> **WORK TASK**
For each line of the data below, copy it if it holds the word "self".

> **DATASET CONTENT**
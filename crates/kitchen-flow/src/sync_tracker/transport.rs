//! The hand-off seam towards external ordering channels.

use crate::model::{Channel, Order};
use async_trait::async_trait;
use thiserror::Error;
use tracing::info;

/// Pushes an order's current state to the channel it came from.
///
/// Implementations must not touch the order store. The tracker records the outcome.
#[async_trait]
pub trait SyncTransport: Send + Sync + 'static {
    async fn push(&self, order: &Order) -> Result<(), TransportError>;
}

#[derive(Debug, Clone, Error, PartialEq)]
pub enum TransportError {
    #[error("{channel} rejected {order_number}: {reason}")]
    Rejected {
        channel: Channel,
        order_number: String,
        reason: String,
    },

    #[error("{0} is unreachable")]
    Unreachable(Channel),
}

/// Acknowledges every push and logs it. Used when no real channel adapter is wired.
#[derive(Debug, Default, Clone, Copy)]
pub struct LogTransport;

#[async_trait]
impl SyncTransport for LogTransport {
    async fn push(&self, order: &Order) -> Result<(), TransportError> {
        let external_id = order
            .integration
            .as_ref()
            .and_then(|i| i.external_order_id.as_deref())
            .unwrap_or("-");
        info!(
            order_id = %order.id,
            channel = %order.channel(),
            external_id,
            state = %order.state_label(),
            "Order pushed to channel"
        );
        Ok(())
    }
}
use anchor_lang::prelude::*;

/// PDA seed of the configuration account.
#[constant]
pub const DRAW_CONFIG_SEED: &[u8] = b"draw_config";

/// PDA seed of the prize pool account.
#[constant]
pub const PRIZE_POOL_SEED: &[u8] = b"prize_pool";

/// PDA seed of the draw session account.
#[constant]
pub const DRAW_SESSION_SEED: &[u8] = b"draw_session";

/// Fixed unlock code used by the red-packet variant.
#[constant]
pub const FIXED_LOCK_CODE: u32 = 1234;

/// Cover image shown on unopened red packets until the settings replace it.
#[constant]
pub const DEFAULT_COVER_IMAGE: &str = "/images/red-packet-cover.png";

pub const MAX_PRIZES: usize = 32;
pub const MAX_LABEL_LEN: usize = 64;
pub const MAX_COLOR_LEN: usize = 16;
pub const MAX_COVER_LEN: usize = 200;

// Phase durations in slots. At ~400ms per slot these approximate the
// original timings: 3s spin, 500ms return, 500ms reveal delay, 3s until
// the label fades, 800ms scatter and 800ms converge for the shuffle.
pub const DEFAULT_SPIN_DURATION: u64 = 8;
pub const DEFAULT_RETURN_DURATION: u64 = 2;
pub const DEFAULT_REVEAL_DELAY: u64 = 2;
pub const DEFAULT_FADE_DELAY: u64 = 8;
pub const DEFAULT_SCATTER_DURATION: u64 = 2;
pub const DEFAULT_CONVERGE_DURATION: u64 = 2;

/// Stock prize list seeded at initialization, matching the defaults the
/// card view ships with. Colors are "R, G, B" strings consumed verbatim
/// by the presentation layer.
pub const DEFAULT_PRIZES: [(&str, &str); 7] = [
    ("Copy an essay", "255, 183, 197"),
    ("Independent practice", "173, 216, 230"),
    ("Math workbook", "255, 218, 185"),
    ("Mental math drills", "221, 160, 221"),
    ("English test paper", "176, 224, 230"),
    ("Chinese test paper", "255, 192, 203"),
    ("Five minute break", "255, 215, 0"),
];

// Confetti parameters forwarded to the presentation layer when a prize
// settles. Bursts start high (y 20%) from the center and from the two
// side origins, mirrored at x 20% and 80%.
pub const CONFETTI_PARTICLE_COUNT: u32 = 25;
pub const CONFETTI_SPREAD_DEGREES: u32 = 90;
pub const CONFETTI_TICKS: u32 = 400;
pub const CONFETTI_ORIGIN_LEFT_X_PCT: u8 = 20;
pub const CONFETTI_ORIGIN_RIGHT_X_PCT: u8 = 80;
pub const CONFETTI_ORIGIN_Y_PCT: u8 = 20;

/// Sound cue names, resolved to assets by the presentation layer.
pub const SOUND_WIN: &str = "win.mp3";
pub const SOUND_CLICK: &str = "click.mp3";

> **TASK RESULT**
    async fn push(&self, order: &Order) -> Result<(), TransportError>;
    async fn push(&self, order: &Order) -> Result<(), TransportError> {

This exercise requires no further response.